Tuvia Bielski (May 8, 1906 – June 12, 1987) was a Belarusian Jewish militant who was leader of the Bielski group, a group of Jewish partisans who set up refugee camps for Jews fleeing the Holocaust during World War II. Their camp was situated in the Naliboki forest, which was part of Poland between World War I and World War II, and which is now in western Belarus.

Biography
Bielski grew up in the only Jewish family in Stankiewicze. The small village in Eastern Poland (now Western Belarus) is located between the towns of Lida and Navahrudak, both of which housed Jewish ghettos during World War II.

Tuvia was the son of David and Beila Bielski, who had 12 children: 10 boys and two girls. Tuvia was the third eldest. His brothers Asael, Alexander ("Zus") and Aron were later to become members of his partisan group.

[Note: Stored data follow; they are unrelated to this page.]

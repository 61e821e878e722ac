//! Plinth Server — Application entry point.

use std::path::PathBuf;
use std::process::ExitCode;
use std::sync::Arc;
use std::time::Duration;

use clap::Parser;
use plinth_db::repository::SurrealTenantRepository;
use plinth_db::{ConnectionRegistry, DbManager, RemoteServer, run_migrations};
use plinth_server::{AppState, ServerConfig, ServerError, router};
use plinth_tenancy::{Collaborators, Provisioner};
use tracing::{error, info, warn};
use tracing_subscriber::EnvFilter;

#[derive(Parser, Debug)]
#[command(name = "plinth-server", about = "Multi-tenant CMS core server")]
struct Cli {
    /// TOML configuration file. Defaults apply when it does not exist.
    #[arg(long, env = "PLINTH_CONFIG", value_name = "PATH", default_value = "plinth.toml")]
    config: PathBuf,
}

#[tokio::main]
async fn main() -> ExitCode {
    let filter = EnvFilter::try_from_default_env().unwrap_or_else(|_| EnvFilter::new("plinth=info"));
    tracing_subscriber::fmt().with_env_filter(filter).json().init();

    let cli = Cli::parse();
    match run(cli).await {
        Ok(()) => {
            info!("Plinth server stopped.");
            ExitCode::SUCCESS
        }
        Err(e) => {
            error!(error = %e, "Plinth server failed");
            ExitCode::FAILURE
        }
    }
}

async fn run(cli: Cli) -> Result<(), ServerError> {
    let config = ServerConfig::load(&cli.config)?;
    info!(config = %cli.config.display(), "Starting Plinth server...");

    let directory = DbManager::connect(&config.db).await?;
    run_migrations(directory.client()).await?;
    let tenants = Arc::new(SurrealTenantRepository::new(directory.client().clone()));

    let server = Arc::new(RemoteServer::connect(config.db.clone()).await?);
    let registry = Arc::new(ConnectionRegistry::new(server, config.registry.clone()));

    let collaborators = Collaborators::from_config(&config.tenancy)?;
    let provisioner = Provisioner::new(
        tenants,
        Arc::clone(&registry),
        collaborators,
        config.tenancy.clone(),
        config.auth.clone(),
    );

    if config.admin_token.as_deref().is_none_or(str::is_empty) {
        warn!("No admin_token configured; the admin API will reject every request");
    }
    let app = router(AppState::new(provisioner, config.admin_token.clone()));

    let sweep_every = (config.registry.idle_timeout() / 2).max(Duration::from_secs(1));
    let sweeper = tokio::spawn(async move {
        let mut ticker = tokio::time::interval(sweep_every);
        ticker.tick().await;
        loop {
            ticker.tick().await;
            registry.evict_idle();
        }
    });

    let listener = tokio::net::TcpListener::bind(&config.listen_addr).await?;
    info!(addr = %config.listen_addr, "Listening");
    let served = axum::serve(listener, app)
        .with_graceful_shutdown(async {
            if let Err(e) = tokio::signal::ctrl_c().await {
                warn!(error = %e, "Failed to listen for shutdown signal");
            }
        })
        .await;

    sweeper.abort();
    served.map_err(ServerError::Io)
}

During the First World War, Bielski served as an interpreter for the Imperial German Army, which were occupying the western territories of the Russian Empire. Already a speaker of Yiddish, he learned to speak the German language from these men and remembered it all his life. In 1927, he was recruited into the Polish Army, where he eventually became a corporal in the 30th Infantry Battalion. After completing his military service, Bielski returned home. In an effort to add to his family's income, he rented another mill. This income was still inadequate, so in 1929, at the age of 23, he married an older woman named Rifka who owned a general store and a large house. The couple lived in the nearby small town of Subotniki.

During the Soviet occupation in 1939, Bielski feared that he would be arrested by the NKVD due to his "bourgeois capitalist" occupation, so he moved to Lida. Before Tuvia left Subotniki he urged his wife, Rifka, to join him in the move to Lida. She refused.

In Soviet-controlled Lida, Bielski met and fell in love with another woman named  Sonia Warshavsky. The love affair became serious. In late 1939, Bielski divorced his wife, Rifka and married Sonia, though they were not yet "officially" married due to wartime conditions. Sonia was killed while taking shelter with others in a peasant home. Not long after, Tuvia married Lila "Lilka" Tiktin, who was only 17 at the time. They knew each other before the war and stayed married until his death 44 years later.

World War II

When Operation Barbarossa broke out, Tuvia, Zus, and Asael were called up by their army units to fight against the Nazi German occupiers. Tuvia recalls: "Suddenly about fifty planes (Luftwaffe) flew over the town dropping incendiary bombs. In a very few minutes the entire place was on fire. The commander called us in, ordered us to leave the burning town and regroup in a forest about five kilometers from there. We were to continue working. We carried out his command but soon after we began our job in the forest another wave of planes flew over the area and set the woods on fire. The commander called us in and said: 'Friends, you are on your own!'" After the units disbanded, the Bielski brothers fled to Stankiewicze, where their parents lived. In early July 1941, a German army unit arrived in Stankiewicze and Jewish residents were moved to a ghetto in Nowogródek. The four Bielski brothers managed to flee to the nearby forest. Their parents, two of their brothers and other family members, including Rifka and Zus' wife and child, were killed in the ghetto on December 8, 1941.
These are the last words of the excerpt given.